TASK DIRECTIONS
From the listing below, extract each line containing the string "RawForeignKey".

DATASET RECORDS
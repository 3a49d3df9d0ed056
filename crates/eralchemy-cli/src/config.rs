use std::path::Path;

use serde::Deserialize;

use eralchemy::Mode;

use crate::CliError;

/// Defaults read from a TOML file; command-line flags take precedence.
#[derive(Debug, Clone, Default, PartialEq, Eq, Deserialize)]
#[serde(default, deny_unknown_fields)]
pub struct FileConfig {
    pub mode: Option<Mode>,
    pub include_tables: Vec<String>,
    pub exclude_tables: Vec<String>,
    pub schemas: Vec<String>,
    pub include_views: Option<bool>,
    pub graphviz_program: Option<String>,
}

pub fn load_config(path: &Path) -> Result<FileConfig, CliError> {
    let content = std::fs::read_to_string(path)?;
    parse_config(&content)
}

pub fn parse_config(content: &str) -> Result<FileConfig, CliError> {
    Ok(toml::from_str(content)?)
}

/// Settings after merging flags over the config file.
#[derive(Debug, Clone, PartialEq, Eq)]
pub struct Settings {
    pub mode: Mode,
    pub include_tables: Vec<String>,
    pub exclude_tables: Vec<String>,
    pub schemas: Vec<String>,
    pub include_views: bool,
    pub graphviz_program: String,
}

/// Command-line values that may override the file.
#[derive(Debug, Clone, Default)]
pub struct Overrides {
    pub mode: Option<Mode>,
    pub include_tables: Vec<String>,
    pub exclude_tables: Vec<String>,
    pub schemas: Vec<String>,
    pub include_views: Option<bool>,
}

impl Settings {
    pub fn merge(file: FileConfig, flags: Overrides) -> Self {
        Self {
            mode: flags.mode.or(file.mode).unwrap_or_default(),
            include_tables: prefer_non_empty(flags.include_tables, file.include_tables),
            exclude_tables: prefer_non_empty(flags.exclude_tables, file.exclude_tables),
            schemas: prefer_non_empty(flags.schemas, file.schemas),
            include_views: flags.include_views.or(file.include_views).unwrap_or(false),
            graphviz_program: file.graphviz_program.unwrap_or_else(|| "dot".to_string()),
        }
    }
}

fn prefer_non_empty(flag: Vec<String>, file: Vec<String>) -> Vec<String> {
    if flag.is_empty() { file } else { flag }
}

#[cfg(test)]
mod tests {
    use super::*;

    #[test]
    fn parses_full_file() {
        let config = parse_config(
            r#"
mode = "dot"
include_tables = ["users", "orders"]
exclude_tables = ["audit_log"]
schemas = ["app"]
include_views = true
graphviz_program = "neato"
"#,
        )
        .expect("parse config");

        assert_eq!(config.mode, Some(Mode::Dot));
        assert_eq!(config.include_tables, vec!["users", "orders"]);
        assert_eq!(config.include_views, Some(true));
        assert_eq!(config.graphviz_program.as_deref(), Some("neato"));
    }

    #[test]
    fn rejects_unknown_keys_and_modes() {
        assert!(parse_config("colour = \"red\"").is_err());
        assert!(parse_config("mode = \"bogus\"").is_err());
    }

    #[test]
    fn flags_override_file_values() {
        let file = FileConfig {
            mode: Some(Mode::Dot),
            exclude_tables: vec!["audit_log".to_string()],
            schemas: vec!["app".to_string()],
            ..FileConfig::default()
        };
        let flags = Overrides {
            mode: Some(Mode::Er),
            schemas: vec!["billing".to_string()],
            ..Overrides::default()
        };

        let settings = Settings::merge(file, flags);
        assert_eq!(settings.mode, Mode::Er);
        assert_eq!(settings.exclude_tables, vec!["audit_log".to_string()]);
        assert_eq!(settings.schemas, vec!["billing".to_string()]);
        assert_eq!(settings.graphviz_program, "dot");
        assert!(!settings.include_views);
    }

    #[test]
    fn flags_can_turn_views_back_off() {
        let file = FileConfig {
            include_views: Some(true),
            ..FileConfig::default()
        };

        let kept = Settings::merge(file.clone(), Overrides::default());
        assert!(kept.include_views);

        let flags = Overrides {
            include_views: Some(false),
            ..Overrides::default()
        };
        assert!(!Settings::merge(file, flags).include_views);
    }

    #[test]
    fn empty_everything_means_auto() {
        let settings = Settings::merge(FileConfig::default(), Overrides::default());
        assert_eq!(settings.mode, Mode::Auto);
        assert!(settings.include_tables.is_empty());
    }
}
==
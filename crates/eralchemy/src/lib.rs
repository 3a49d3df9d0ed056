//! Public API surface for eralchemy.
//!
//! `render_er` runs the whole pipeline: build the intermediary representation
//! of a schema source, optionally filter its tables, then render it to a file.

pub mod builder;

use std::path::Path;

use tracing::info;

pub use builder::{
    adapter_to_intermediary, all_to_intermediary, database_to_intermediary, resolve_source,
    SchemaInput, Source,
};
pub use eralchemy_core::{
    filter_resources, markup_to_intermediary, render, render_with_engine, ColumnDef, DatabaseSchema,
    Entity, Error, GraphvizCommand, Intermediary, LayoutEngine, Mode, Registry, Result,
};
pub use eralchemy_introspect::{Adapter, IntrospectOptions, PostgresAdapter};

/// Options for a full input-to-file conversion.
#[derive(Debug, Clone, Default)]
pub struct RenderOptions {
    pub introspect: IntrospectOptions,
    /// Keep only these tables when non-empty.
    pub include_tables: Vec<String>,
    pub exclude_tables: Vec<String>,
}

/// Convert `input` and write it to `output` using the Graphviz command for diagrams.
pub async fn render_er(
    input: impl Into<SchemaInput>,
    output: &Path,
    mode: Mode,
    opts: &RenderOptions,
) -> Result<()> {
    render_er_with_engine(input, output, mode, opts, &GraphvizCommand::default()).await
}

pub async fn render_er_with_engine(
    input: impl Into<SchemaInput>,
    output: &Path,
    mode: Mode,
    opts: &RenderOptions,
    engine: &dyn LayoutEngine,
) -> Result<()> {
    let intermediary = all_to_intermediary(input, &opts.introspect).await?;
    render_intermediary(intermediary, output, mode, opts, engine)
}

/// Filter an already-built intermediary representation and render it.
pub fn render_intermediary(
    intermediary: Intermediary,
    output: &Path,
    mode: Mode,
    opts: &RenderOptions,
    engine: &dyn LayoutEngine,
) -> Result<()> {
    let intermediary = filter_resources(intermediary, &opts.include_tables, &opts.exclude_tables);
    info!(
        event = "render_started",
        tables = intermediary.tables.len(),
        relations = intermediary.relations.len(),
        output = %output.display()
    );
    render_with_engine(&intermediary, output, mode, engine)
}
...
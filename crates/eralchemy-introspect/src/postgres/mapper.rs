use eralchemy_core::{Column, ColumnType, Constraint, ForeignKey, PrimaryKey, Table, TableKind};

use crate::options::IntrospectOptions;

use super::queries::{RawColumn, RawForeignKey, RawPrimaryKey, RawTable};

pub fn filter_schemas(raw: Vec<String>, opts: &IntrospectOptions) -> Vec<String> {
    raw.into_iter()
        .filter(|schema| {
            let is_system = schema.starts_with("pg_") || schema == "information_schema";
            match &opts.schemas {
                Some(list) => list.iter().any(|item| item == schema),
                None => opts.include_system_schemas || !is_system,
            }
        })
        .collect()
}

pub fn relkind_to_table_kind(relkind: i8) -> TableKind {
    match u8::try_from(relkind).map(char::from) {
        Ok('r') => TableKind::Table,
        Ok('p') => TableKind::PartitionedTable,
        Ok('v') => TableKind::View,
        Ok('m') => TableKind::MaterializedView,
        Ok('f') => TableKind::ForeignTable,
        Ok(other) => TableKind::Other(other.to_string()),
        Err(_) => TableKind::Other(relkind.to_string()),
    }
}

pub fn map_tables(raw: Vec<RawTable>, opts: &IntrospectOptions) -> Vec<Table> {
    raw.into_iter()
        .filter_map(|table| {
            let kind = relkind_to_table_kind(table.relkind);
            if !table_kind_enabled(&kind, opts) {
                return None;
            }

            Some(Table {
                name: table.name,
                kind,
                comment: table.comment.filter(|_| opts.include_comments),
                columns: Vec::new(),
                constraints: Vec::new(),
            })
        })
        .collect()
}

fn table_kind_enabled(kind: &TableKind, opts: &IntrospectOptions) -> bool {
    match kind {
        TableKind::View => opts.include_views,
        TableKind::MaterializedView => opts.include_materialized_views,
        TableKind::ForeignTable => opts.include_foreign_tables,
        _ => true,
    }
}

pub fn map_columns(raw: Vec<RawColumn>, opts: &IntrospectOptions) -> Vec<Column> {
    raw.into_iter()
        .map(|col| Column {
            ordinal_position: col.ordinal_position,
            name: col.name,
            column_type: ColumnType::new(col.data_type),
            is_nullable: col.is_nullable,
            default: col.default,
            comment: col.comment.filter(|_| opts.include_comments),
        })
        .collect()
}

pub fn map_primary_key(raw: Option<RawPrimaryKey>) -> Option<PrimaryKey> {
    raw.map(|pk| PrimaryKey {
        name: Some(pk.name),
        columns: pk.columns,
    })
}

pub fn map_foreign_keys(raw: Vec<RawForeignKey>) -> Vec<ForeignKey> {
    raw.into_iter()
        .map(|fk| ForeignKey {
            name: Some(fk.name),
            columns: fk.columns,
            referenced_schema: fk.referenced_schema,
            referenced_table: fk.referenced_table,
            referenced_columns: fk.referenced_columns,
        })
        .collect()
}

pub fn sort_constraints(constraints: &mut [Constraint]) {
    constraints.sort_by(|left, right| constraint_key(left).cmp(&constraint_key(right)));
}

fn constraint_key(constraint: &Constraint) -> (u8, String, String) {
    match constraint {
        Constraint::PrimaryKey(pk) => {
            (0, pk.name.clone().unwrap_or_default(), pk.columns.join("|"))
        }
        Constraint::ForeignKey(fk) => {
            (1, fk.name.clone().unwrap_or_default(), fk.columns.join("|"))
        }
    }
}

ANSWER TO THE EXERCISE
use super::queries::{RawColumn, RawForeignKey, RawPrimaryKey, RawTable};
pub fn map_foreign_keys(raw: Vec<RawForeignKey>) -> Vec<ForeignKey> {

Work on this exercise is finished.